Civil rights advocates, however, have expressed frustration that none of the officers directly involved in the apartment raid has been convicted of a crime.
Prosecutors have described officers from the Louisville police department’s Place-Based Investigations unit as pursuing a reckless narcotics trafficking case in the city’s West End, allegedly conspiring to falsify information on a search warrant affidavit even though they knew it could place occupants of Taylor’s apartment in danger.
Former detective Kelly Goodlett pleaded guilty in August 2022 to federal charges of falsifying a search warrant and trying to cover up the circumstances of what happened. Two other former officers, Kyle Meany and Joshua Jaynes, face federal charges similar to those that existed against Goodlett.
In May, a judge granted attorneys for Meany and Jaynes more time to go through thousands of pages of potential government evidence.
When the Justice Department indicted Hankison and the three others last year, lawyers for Taylor’s family called the charges “a huge step toward justice.” Her mother, Tamika Palmer, said at the time that the indictments were “overdue but it still hurts.”
U.S. District Judge Rebecca Grady Jennings will preside over the trial, which is set to begin with jury selection Monday at the Gene Snyder Federal Courthouse in Louisville. Court officials said the trial could last three to four weeks.
Taylor, 26, was killed in the early morning raid when plainclothes police officers burst into her apartment to carry out a search warrant in a drug probe. While the officers knocked, there is disagreement about whether they identified themselves as police.
Kenneth Walker, Taylor’s boyfriend, fired a shot with his legally owned gun, striking Mattingly in the leg. Walker said he did not realize the people who had entered the apartment were law enforcement officers.

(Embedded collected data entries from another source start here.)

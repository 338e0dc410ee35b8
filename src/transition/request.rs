//! Transition requests.

use super::{EffectRef, TransitionRef};
use crate::node::{downcast_mut, NavNode, NodeKey};
use serde::{Deserialize, Serialize};
use std::rc::Rc;

/// Flags that change how a transition runs.
#[derive(Clone, Copy, PartialEq, Eq, Debug, Default, Serialize, Deserialize)]
pub struct TransitionOption {
    /// Close and reopen the whole path, root included, even when the target
    /// is already current.
    pub refresh: bool,
}

/// Callback run on the target node right before its path starts loading.
pub type SetupFn<K> = Box<dyn FnOnce(&mut dyn NavNode<K>)>;

/// Everything a caller can attach to a transition.
///
/// ```rust
/// use waymark::transition::{Cross, DelayEffect, TransitionRequest};
///
/// let request = TransitionRequest::<String>::new()
///     .with_transition(Cross::new())
///     .with_effect(DelayEffect::new(2, 2));
/// assert_eq!(request.effects.len(), 1);
/// ```
pub struct TransitionRequest<K: NodeKey> {
    pub option: TransitionOption,
    pub setup: Option<SetupFn<K>>,
    pub transition: Option<TransitionRef>,
    pub effects: Vec<EffectRef>,
}

impl<K: NodeKey> Default for TransitionRequest<K> {
    fn default() -> Self {
        Self {
            option: TransitionOption::default(),
            setup: None,
            transition: None,
            effects: Vec::new(),
        }
    }
}

impl<K: NodeKey> TransitionRequest<K> {
    pub fn new() -> Self {
        Self::default()
    }

    pub fn refresh(mut self) -> Self {
        self.option.refresh = true;
        self
    }

    pub fn with_option(mut self, option: TransitionOption) -> Self {
        self.option = option;
        self
    }

    pub fn with_transition(mut self, transition: impl super::Transition + 'static) -> Self {
        self.transition = Some(Rc::new(transition));
        self
    }

    pub fn with_transition_ref(mut self, transition: TransitionRef) -> Self {
        self.transition = Some(transition);
        self
    }

    pub fn with_effect(mut self, effect: impl super::TransitionEffect + 'static) -> Self {
        self.effects.push(Rc::new(effect));
        self
    }

    pub fn with_effects(mut self, effects: impl IntoIterator<Item = EffectRef>) -> Self {
        self.effects.extend(effects);
        self
    }

    pub fn with_setup(mut self, setup: impl FnOnce(&mut dyn NavNode<K>) + 'static) -> Self {
        self.setup = Some(Box::new(setup));
        self
    }

    /// Typed setup: runs only if the target node is a `T`.
    pub fn setup<T: NavNode<K>>(self, setup: impl FnOnce(&mut T) + 'static) -> Self {
        self.with_setup(move |node| {
            if let Some(node) = downcast_mut::<K, T>(node) {
                setup(node);
            }
        })
    }
}
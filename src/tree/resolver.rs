//! The tree's side of the transition protocol.

use super::{PreloadState, TransitionState, TreeState};
use crate::error::{NodeFault, TaskError};
use crate::node::{NodeKey, NodeKind, Phase, PhaseRoutine, SharedCell};
use crate::task::{merge, routine, AsyncHandle, BoxRoutine, Script};
use crate::transition::{EffectRef, TransitionContext, TransitionResolver};
use std::cell::RefCell;
use std::rc::Rc;

pub(crate) struct TreeResolver<K: NodeKey> {
    shared: Rc<RefCell<TreeState<K>>>,
}

impl<K: NodeKey> Clone for TreeResolver<K> {
    fn clone(&self) -> Self {
        Self {
            shared: self.shared.clone(),
        }
    }
}

fn no_transition() -> TaskError {
    NodeFault::new("no transition in progress").into()
}

/// Load one node, waiting for a preload that already owns it.
fn load_when_ready<K: NodeKey>(
    cell: SharedCell<K>,
    preload: Option<AsyncHandle>,
    cx: TransitionContext<K>,
) -> BoxRoutine {
    let watched = cell.clone();
    Script::new()
        .run(move || match preload {
            Some(handle) => routine::wait_for(handle),
            None => routine::done(),
        })
        .run(move || routine::wait_until(move || watched.borrow().phase() != Phase::Loading))
        .run(move || {
            if cell.borrow().phase() == Phase::Standby {
                PhaseRoutine::load(cell, &cx)
            } else {
                routine::done()
            }
        })
        .boxed()
}

fn initialize_when_loaded<K: NodeKey>(cell: SharedCell<K>, cx: TransitionContext<K>) -> BoxRoutine {
    Script::new()
        .run(move || {
            if cell.borrow().phase() == Phase::Loaded {
                PhaseRoutine::initialize(cell, &cx)
            } else {
                routine::done()
            }
        })
        .boxed()
}

fn collapse(mut group: Vec<BoxRoutine>) -> BoxRoutine {
    match group.len() {
        1 => group.remove(0),
        _ => merge(group),
    }
}

impl<K: NodeKey> TreeResolver<K> {
    pub fn new(shared: Rc<RefCell<TreeState<K>>>) -> Self {
        Self { shared }
    }

    fn set_state(&self, state: TransitionState) -> Result<TransitionContext<K>, TaskError> {
        let mut tree = self.shared.borrow_mut();
        let record = tree.record.as_mut().ok_or_else(no_transition)?;
        record.state = state;
        Ok(record.context.clone())
    }

    fn effects(&self) -> Vec<EffectRef> {
        self.shared
            .borrow()
            .record
            .as_ref()
            .map(|record| record.effects.clone())
            .unwrap_or_default()
    }

    fn close_cells(&self) -> Result<(Vec<SharedCell<K>>, TransitionContext<K>), TaskError> {
        let tree = self.shared.borrow();
        let record = tree.record.as_ref().ok_or_else(no_transition)?;
        Ok((tree.cells_of(&record.path.close), record.context.clone()))
    }

    fn open_cells(&self) -> Result<(Vec<SharedCell<K>>, TransitionContext<K>), TaskError> {
        let tree = self.shared.borrow();
        let record = tree.record.as_ref().ok_or_else(no_transition)?;
        Ok((tree.cells_of(&record.path.open), record.context.clone()))
    }

    /// Loads grouped so that roots and sessions run alone while runs of
    /// adjacent parallel screens load together.
    fn load_routine(&self) -> Result<BoxRoutine, TaskError> {
        let cx = self.set_state(TransitionState::Initializing)?;
        let targets: Vec<(SharedCell<K>, Option<AsyncHandle>)> = {
            let tree = self.shared.borrow();
            let record = tree.record.as_ref().ok_or_else(no_transition)?;
            record
                .path
                .open
                .iter()
                .map(|&id| {
                    let preload = tree
                        .preloads
                        .get(tree.key(id))
                        .filter(|r| r.state == PreloadState::Loading)
                        .map(|r| r.handle.clone());
                    (tree.cell(id).clone(), preload)
                })
                .collect()
        };

        let mut groups: Vec<Vec<BoxRoutine>> = Vec::new();
        let mut joinable = false;
        for (cell, preload) in targets {
            let (alone, phase) = {
                let node = cell.borrow();
                (node.loads_alone(), node.phase())
            };
            if preload.is_none() && phase.is_loaded() {
                continue;
            }
            let load = load_when_ready(cell, preload, cx.clone());
            match groups.last_mut() {
                Some(group) if joinable && !alone => group.push(load),
                _ => groups.push(vec![load]),
            }
            joinable = !alone;
        }
        Ok(routine::sequence(groups.into_iter().map(collapse).collect()))
    }

    fn initialize_routine(&self) -> Result<BoxRoutine, TaskError> {
        let (cells, cx) = self.open_cells()?;
        Ok(routine::sequence(
            cells
                .into_iter()
                .map(|cell| initialize_when_loaded(cell, cx.clone()))
                .collect(),
        ))
    }

    fn screens(cells: Vec<SharedCell<K>>) -> impl Iterator<Item = SharedCell<K>> {
        cells
            .into_iter()
            .filter(|cell| cell.borrow().kind() == NodeKind::Screen)
    }
}

impl<K: NodeKey> TransitionResolver for TreeResolver<K> {
    fn start(&self) -> Result<(), TaskError> {
        let (unfocus, effects) = {
            let mut tree = self.shared.borrow_mut();
            let record = tree.record.as_mut().ok_or_else(no_transition)?;
            record.state = TransitionState::Standby;
            record.effects_active = true;
            let effects = record.effects.clone();
            let previous = record.previous.clone();
            (tree.cells_of(&previous), effects)
        };
        for cell in unfocus {
            cell.borrow_mut().set_focus(false);
        }
        for effect in &effects {
            effect.begin_transition();
        }
        Ok(())
    }

    fn enter_effect_routine(&self) -> BoxRoutine {
        merge(self.effects().iter().map(|e| e.enter_routine()).collect::<Vec<_>>())
    }

    fn load_next_routine(&self) -> BoxRoutine {
        let load = self.clone();
        let initialize = self.clone();
        Script::new()
            .run(move || load.load_routine().unwrap_or_else(|e| routine::fail(e)))
            .run(move || initialize.initialize_routine().unwrap_or_else(|e| routine::fail(e)))
            .boxed()
    }

    fn activate_next(&self) -> Result<(), TaskError> {
        let cx = self.set_state(TransitionState::Opening)?;
        let (cells, _) = self.open_cells()?;
        for cell in cells {
            let mut node = cell.borrow_mut();
            if node.phase() == Phase::Initialized {
                node.activate(&cx)?;
            }
        }
        Ok(())
    }

    fn open_next_routine(&self, immediate: bool) -> BoxRoutine {
        let (cells, cx) = match self.open_cells() {
            Ok(found) => found,
            Err(error) => return routine::fail(error),
        };
        let opens: Vec<BoxRoutine> = Self::screens(cells)
            .map(|cell| PhaseRoutine::open(cell, &cx, immediate))
            .collect();
        merge(opens)
    }

    fn close_prev_routine(&self, immediate: bool) -> BoxRoutine {
        let cx = match self.set_state(TransitionState::Closing) {
            Ok(cx) => cx,
            Err(error) => return routine::fail(error),
        };
        let cells = match self.close_cells() {
            Ok((cells, _)) => cells,
            Err(error) => return routine::fail(error),
        };
        let closes: Vec<BoxRoutine> = Self::screens(cells)
            .filter(|cell| cell.borrow().is_opened())
            .map(|cell| PhaseRoutine::close(cell, &cx, immediate))
            .collect();
        merge(closes)
    }

    fn deactivate_prev(&self) -> Result<(), TaskError> {
        let (cells, cx) = self.close_cells()?;
        for cell in cells {
            let mut node = cell.borrow_mut();
            if node.phase() == Phase::Active {
                node.deactivate(&cx)?;
            }
        }
        Ok(())
    }

    fn unload_prev(&self) -> Result<(), TaskError> {
        let (cells, retained, cx) = {
            let tree = self.shared.borrow();
            let record = tree.record.as_ref().ok_or_else(no_transition)?;
            let retained: Vec<bool> = record
                .path
                .close
                .iter()
                .map(|&id| tree.is_retained(id))
                .collect();
            (tree.cells_of(&record.path.close), retained, record.context.clone())
        };
        for cell in &cells {
            let mut node = cell.borrow_mut();
            if matches!(node.phase(), Phase::Initializing | Phase::Initialized) {
                node.terminate(&cx)?;
            }
        }
        for (cell, retained) in cells.iter().zip(retained) {
            let mut node = cell.borrow_mut();
            if !retained && matches!(node.phase(), Phase::Loading | Phase::Loaded) {
                node.unload(&cx)?;
            }
        }
        Ok(())
    }

    fn exit_effect_routine(&self) -> BoxRoutine {
        merge(self.effects().iter().map(|e| e.exit_routine()).collect::<Vec<_>>())
    }

    fn finish(&self) -> Result<(), TaskError> {
        let (effects, top) = {
            let mut tree = self.shared.borrow_mut();
            let top = tree.current.map(|id| tree.cell(id).clone());
            let record = tree.record.as_mut().ok_or_else(no_transition)?;
            record.state = TransitionState::Completed;
            record.effects_active = false;
            (record.effects.clone(), top)
        };
        for effect in &effects {
            effect.end_transition();
        }
        if let Some(top) = top {
            top.borrow_mut().set_focus(true);
        }
        Ok(())
    }
}
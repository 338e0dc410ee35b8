//! Lifecycle phases.

use serde::{Deserialize, Serialize};

/// Where a node is in its lifecycle.
///
/// ```text
/// Created -> Standby -> Loading -> Loaded -> Initializing -> Initialized <-> Active
///                                                                      ... -> Released
/// ```
#[derive(Clone, Copy, PartialEq, Eq, Hash, Debug, Serialize, Deserialize)]
pub enum Phase {
    Created,
    Standby,
    Loading,
    Loaded,
    Initializing,
    Initialized,
    Active,
    Released,
}

/// A single teardown step, in the order teardown runs them.
#[derive(Clone, Copy, PartialEq, Eq, Debug)]
pub enum Teardown {
    Deactivate,
    Terminate,
    Unload,
    Release,
}

impl Phase {
    /// Loaded or further along, and not released.
    pub fn is_loaded(self) -> bool {
        matches!(
            self,
            Self::Loaded | Self::Initializing | Self::Initialized | Self::Active
        )
    }

    pub fn is_active(self) -> bool {
        matches!(self, Self::Active)
    }

    /// Steps that take a node in this phase down to `Released`. Only the
    /// exits of phases that were actually entered are listed.
    pub fn teardown_path(self) -> &'static [Teardown] {
        use Teardown::*;
        match self {
            Self::Created | Self::Released => &[],
            Self::Standby => &[Release],
            Self::Loading | Self::Loaded => &[Unload, Release],
            Self::Initializing | Self::Initialized => &[Terminate, Unload, Release],
            Self::Active => &[Deactivate, Terminate, Unload, Release],
        }
    }
}

impl Teardown {
    /// Phase the node is in after this step.
    pub fn resulting_phase(self) -> Phase {
        match self {
            Self::Deactivate => Phase::Initialized,
            Self::Terminate => Phase::Loaded,
            Self::Unload => Phase::Standby,
            Self::Release => Phase::Released,
        }
    }
}
//! Completion handles for background work.

use super::Waitable;
use std::cell::RefCell;
use std::rc::Rc;

#[derive(Clone, Debug, PartialEq, Eq)]
pub enum AsyncStatus {
    Pending,
    Completed,
    Aborted(Option<String>),
}

/// Shared completion flag for work running on the scheduler.
///
/// Clones observe the same status. The first transition out of `Pending`
/// wins; later calls are ignored.
#[derive(Clone, Debug)]
pub struct AsyncHandle {
    status: Rc<RefCell<AsyncStatus>>,
}

impl AsyncHandle {
    pub fn new() -> Self {
        Self {
            status: Rc::new(RefCell::new(AsyncStatus::Pending)),
        }
    }

    /// A handle that is already complete.
    pub fn completed() -> Self {
        let handle = Self::new();
        handle.complete();
        handle
    }

    pub fn status(&self) -> AsyncStatus {
        self.status.borrow().clone()
    }

    pub fn is_pending(&self) -> bool {
        *self.status.borrow() == AsyncStatus::Pending
    }

    pub fn is_completed(&self) -> bool {
        *self.status.borrow() == AsyncStatus::Completed
    }

    pub fn is_aborted(&self) -> bool {
        matches!(*self.status.borrow(), AsyncStatus::Aborted(_))
    }

    pub fn complete(&self) {
        self.settle(AsyncStatus::Completed);
    }

    pub fn abort(&self, reason: Option<String>) {
        self.settle(AsyncStatus::Aborted(reason));
    }

    fn settle(&self, status: AsyncStatus) {
        let mut current = self.status.borrow_mut();
        if *current == AsyncStatus::Pending {
            *current = status;
        }
    }
}

impl Default for AsyncHandle {
    fn default() -> Self {
        Self::new()
    }
}

impl Waitable for AsyncHandle {
    fn is_done(&self) -> bool {
        !self.is_pending()
    }
}
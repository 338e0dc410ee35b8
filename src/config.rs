//! Engine options.
//!
//! Options are plain serde data so they can live in a JSON settings file
//! next to the rest of an application's configuration. Every field has a
//! default; an empty object is a valid configuration.

use crate::error::ConfigError;
use crate::router::DEFAULT_JOURNAL_CAPACITY;
use crate::transition::{for_kind, TransitionKind, TransitionRef};
use serde::{Deserialize, Serialize};

/// Defaults applied to requests that do not choose for themselves.
#[derive(Clone, Debug, PartialEq, Eq, Serialize, Deserialize)]
#[serde(default)]
pub struct EngineOptions {
    /// Strategy used when a request carries none.
    pub default_transition: TransitionKind,

    /// Skip open and close animations by default.
    pub immediate: bool,

    /// How many completed transitions the journal keeps.
    pub journal_capacity: usize,
}

impl Default for EngineOptions {
    fn default() -> Self {
        Self {
            default_transition: TransitionKind::Sequential,
            immediate: false,
            journal_capacity: DEFAULT_JOURNAL_CAPACITY,
        }
    }
}

impl EngineOptions {
    pub fn from_json(json: &str) -> Result<Self, ConfigError> {
        let options: Self =
            serde_json::from_str(json).map_err(|e| ConfigError::InvalidOptions(e.to_string()))?;
        options.validate()?;
        Ok(options)
    }

    pub fn to_json(&self) -> Result<String, ConfigError> {
        serde_json::to_string_pretty(self).map_err(|e| ConfigError::InvalidOptions(e.to_string()))
    }

    /// `Custom` names a strategy the engine cannot build on its own.
    pub fn validate(&self) -> Result<(), ConfigError> {
        if self.default_transition == TransitionKind::Custom {
            return Err(ConfigError::InvalidOptions(
                "default_transition must be 'sequential' or 'cross'".to_string(),
            ));
        }
        Ok(())
    }

    pub fn with_default_transition(mut self, kind: TransitionKind) -> Self {
        self.default_transition = kind;
        self
    }

    pub fn with_immediate(mut self, immediate: bool) -> Self {
        self.immediate = immediate;
        self
    }

    pub fn with_journal_capacity(mut self, capacity: usize) -> Self {
        self.journal_capacity = capacity;
        self
    }

    pub(crate) fn default_transition_ref(&self) -> TransitionRef {
        for_kind(self.default_transition, self.immediate)
    }
}
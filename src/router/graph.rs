//! Declared route graph.

use super::{Rollback, Router};
use crate::error::RequestError;
use crate::node::NodeKey;
use crate::transition::{Direction, TransitionHandle, TransitionRequest};
use crate::tree::NavTree;
use tracing::{debug, warn};

pub(crate) struct RouteNode<K: NodeKey> {
    pub key: K,
    pub parent: Option<usize>,
    pub children: Vec<usize>,
}

/// A route node reachable from anywhere inside `scope`, or from anywhere at
/// all when `scope` is `None`.
pub(crate) struct Fallback {
    pub target: usize,
    pub scope: Option<usize>,
}

pub(crate) struct RouteGraph<K: NodeKey> {
    pub nodes: Vec<RouteNode<K>>,
    pub roots: Vec<usize>,
    pub fallbacks: Vec<Fallback>,
}

impl<K: NodeKey> RouteGraph<K> {
    /// `index` and its ancestors, innermost first.
    fn lineage(&self, index: usize) -> Vec<usize> {
        let mut chain = vec![index];
        let mut cursor = index;
        while let Some(parent) = self.nodes[cursor].parent {
            chain.push(parent);
            cursor = parent;
        }
        chain
    }

    /// Resolution order: a declared child, then a declared ancestor, then a
    /// fallback in the nearest enclosing scope (global last), then a root.
    pub fn resolve(&self, from: Option<usize>, key: &K) -> Option<(usize, Direction)> {
        if let Some(position) = from {
            let node = &self.nodes[position];
            if let Some(&child) = node.children.iter().find(|&&c| self.nodes[c].key == *key) {
                return Some((child, Direction::Forward));
            }

            let lineage = self.lineage(position);
            if let Some(&ancestor) = lineage[1..].iter().find(|&&a| self.nodes[a].key == *key) {
                return Some((ancestor, Direction::Back));
            }

            let scopes = lineage.iter().map(|&i| Some(i)).chain(std::iter::once(None));
            for scope in scopes {
                let hit = self
                    .fallbacks
                    .iter()
                    .find(|f| f.scope == scope && self.nodes[f.target].key == *key);
                if let Some(fallback) = hit {
                    return Some((fallback.target, Direction::Forward));
                }
            }
        }

        self.roots
            .iter()
            .find(|&&r| self.nodes[r].key == *key)
            .map(|&root| (root, Direction::Forward))
    }
}

/// Routes along a declared graph of allowed moves.
///
/// Forward moves follow declared edges; `back` climbs the declared parents.
/// Fallbacks make a node reachable from everywhere within a scope. Built
/// with [`TreeRouterBuilder`](super::TreeRouterBuilder). A transition
/// that does not arrive leaves the router where it was.
pub struct TreeRouter<K: NodeKey> {
    tree: NavTree<K>,
    graph: RouteGraph<K>,
    position: Option<usize>,
    rollback: Option<Rollback<K, Option<usize>>>,
}

impl<K: NodeKey> TreeRouter<K> {
    pub(crate) fn new(tree: NavTree<K>, graph: RouteGraph<K>) -> Self {
        Self {
            tree,
            graph,
            position: None,
            rollback: None,
        }
    }

    fn position(&self) -> Option<usize> {
        match &self.rollback {
            Some(rollback) if rollback.failed() => *rollback.saved(),
            _ => self.position,
        }
    }

    fn reconcile(&mut self) {
        let Some(rollback) = self.rollback.take() else {
            return;
        };
        match rollback.settle() {
            Ok(Some(saved)) => {
                debug!("transition did not arrive; route position restored");
                self.position = saved;
            }
            Ok(None) => {}
            Err(pending) => self.rollback = Some(pending),
        }
    }

    fn back_target(&self, depth: usize) -> Option<usize> {
        let position = self.position()?;
        if depth == 0 {
            return None;
        }
        let lineage = self.graph.lineage(position);
        let target = lineage[depth.min(lineage.len() - 1)];
        (target != position).then_some(target)
    }

    fn go(
        &mut self,
        target: usize,
        direction: Direction,
        request: TransitionRequest<K>,
    ) -> Result<TransitionHandle<K>, RequestError> {
        let key = self.graph.nodes[target].key.clone();
        let handle = self.tree.transition_to(&key, direction, request)?;
        self.rollback = Some(Rollback::new(self.position, &handle));
        self.position = Some(target);
        Ok(handle)
    }
}

impl<K: NodeKey> Router<K> for TreeRouter<K> {
    fn tree(&self) -> &NavTree<K> {
        &self.tree
    }

    fn current_key(&self) -> Option<K> {
        self.position().map(|p| self.graph.nodes[p].key.clone())
    }

    fn transition_to(
        &mut self,
        key: &K,
        request: TransitionRequest<K>,
    ) -> Result<TransitionHandle<K>, RequestError> {
        if self.tree.is_transitioning() {
            return Err(RequestError::AlreadyTransitioning);
        }
        self.reconcile();
        if !self.tree.contains(key) {
            return Err(RequestError::UnknownKey {
                key: key.name().to_string(),
            });
        }
        // Re-entering the current route, e.g. after a transition into it faulted.
        let resolved = match self.position {
            Some(p) if self.graph.nodes[p].key == *key => Some((p, Direction::Forward)),
            from => self.graph.resolve(from, key),
        };
        if self.tree.current_key().as_ref() == Some(key) {
            if let Some((target, _)) = resolved {
                self.position = Some(target);
            }
            return Ok(TransitionHandle::empty());
        }
        let Some((target, direction)) = resolved else {
            let from = self
                .current_key()
                .map_or_else(|| "<none>".to_string(), |k| k.name().to_string());
            debug!(from = %from, to = key.name(), "no route");
            return Err(RequestError::NoRoute {
                from,
                to: key.name().to_string(),
            });
        };
        self.go(target, direction, request)
    }

    fn back(
        &mut self,
        depth: usize,
        request: TransitionRequest<K>,
    ) -> Result<TransitionHandle<K>, RequestError> {
        if self.tree.is_transitioning() {
            return Err(RequestError::AlreadyTransitioning);
        }
        self.reconcile();
        match self.back_target(depth) {
            Some(target) => self.go(target, Direction::Back, request),
            None => Ok(TransitionHandle::empty()),
        }
    }

    fn back_key(&self, depth: usize) -> Option<K> {
        self.back_target(depth)
            .map(|target| self.graph.nodes[target].key.clone())
    }

    fn keys(&self) -> Vec<K> {
        let mut keys: Vec<K> = Vec::new();
        for node in &self.graph.nodes {
            if !keys.contains(&node.key) {
                keys.push(node.key.clone());
            }
        }
        keys
    }

    fn history(&self) -> Vec<K> {
        let Some(position) = self.position() else {
            return Vec::new();
        };
        self.graph
            .lineage(position)
            .into_iter()
            .rev()
            .map(|i| self.graph.nodes[i].key.clone())
            .collect()
    }

    /// Follows declared edges from a root; stops at the first key that does
    /// not continue the path.
    fn set_history(&mut self, keys: Vec<K>) {
        let mut position: Option<usize> = None;
        for key in &keys {
            let candidates = match position {
                Some(p) => &self.graph.nodes[p].children,
                None => &self.graph.roots,
            };
            match candidates.iter().find(|&&c| self.graph.nodes[c].key == *key) {
                Some(&next) => position = Some(next),
                None => {
                    warn!(key = key.name(), "history does not follow the route graph");
                    break;
                }
            }
        }
        self.rollback = None;
        self.position = position;
    }
}
//! Node kinds and the containment table.

use serde::{Deserialize, Serialize};
use std::fmt;

/// The structural role of a node.
#[derive(Clone, Copy, PartialEq, Eq, Hash, Debug, Serialize, Deserialize)]
pub enum NodeKind {
    /// The single top of the tree; owns sessions.
    Root,
    /// A long-lived grouping of screens.
    Session,
    /// A visible unit; may nest further screens.
    Screen,
}

// Rows are parents, columns are children, both in declaration order.
const CONTAINMENT: [[bool; 3]; 3] = [
    // Root   Session Screen
    [false, true, false],  // Root
    [false, false, true],  // Session
    [false, false, true],  // Screen
];

impl NodeKind {
    /// Whether a node of this kind may hold a child of `child` kind.
    pub const fn can_contain(self, child: NodeKind) -> bool {
        CONTAINMENT[self as usize][child as usize]
    }

    /// Roots and sessions are never loaded alongside siblings.
    pub const fn loads_alone(self) -> bool {
        !matches!(self, Self::Screen)
    }

    pub const fn name(self) -> &'static str {
        match self {
            Self::Root => "root",
            Self::Session => "session",
            Self::Screen => "screen",
        }
    }
}

impl fmt::Display for NodeKind {
    fn fmt(&self, f: &mut fmt::Formatter<'_>) -> fmt::Result {
        f.write_str(self.name())
    }
}

#[cfg(test)]
mod tests {
    use super::*;

    #[test]
    fn containment_follows_hierarchy() {
        assert!(NodeKind::Root.can_contain(NodeKind::Session));
        assert!(NodeKind::Session.can_contain(NodeKind::Screen));
        assert!(NodeKind::Screen.can_contain(NodeKind::Screen));
    }

    #[test]
    fn containment_rejects_everything_else() {
        assert!(!NodeKind::Root.can_contain(NodeKind::Root));
        assert!(!NodeKind::Root.can_contain(NodeKind::Screen));
        assert!(!NodeKind::Session.can_contain(NodeKind::Root));
        assert!(!NodeKind::Session.can_contain(NodeKind::Session));
        assert!(!NodeKind::Screen.can_contain(NodeKind::Root));
        assert!(!NodeKind::Screen.can_contain(NodeKind::Session));
    }

    #[test]
    fn only_screens_load_in_parallel_groups() {
        assert!(NodeKind::Root.loads_alone());
        assert!(NodeKind::Session.loads_alone());
        assert!(!NodeKind::Screen.loads_alone());
    }
}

Cosgrove and Mattingly both fired back, striking Taylor; none of the shots fired by Hankison hit anyone.
Hankison’s attorney, Stewart Mathews, told jurors in the state case that his client had fired into the apartment because he believed his “brother officers” were in danger and was seeking to protect them. He said he hopes the federal jury will agree that Hankison was not acting recklessly.
“The federal case is entirely separate from the state case. It’s like starting from scratch,” Mathews said in an interview last week. “Hopefully, it will be the same outcome.”
Prosecutors have charged Hankison with willfully using unconstitutional force for firing shots through Taylor’s patio door, covered with blinds and a blackout curtain. He is also accused of depriving several residents of a nearby apartment of their rights after bullets punctured the walls of their unit.
If convicted, Hankison faces a maximum sentence of life in prison since the violation he is charged with resulted “in death or involves an attempt to kill,” according to the Justice Department. The obstruction counts carry a maximum sentence of 20 years in prison, and the conspiracy counts and false-statement charge carry a maximum sentence of five years in prison.
Legal experts said the case may be difficult for federal prosecutors to win because juries have traditionally sided with officers who are accused of using excessive force after they have experienced shots being fired at them.
“If someone opens fire on an officer, that has historically justified any sort of police response whatsoever, no matter what it is,” said Daniel J. Canon, a civil rights law professor at the University of Louisville.
Canon said the Justice Department appropriately issued charges, but that “it is going to be hard to convince a jury to convict.”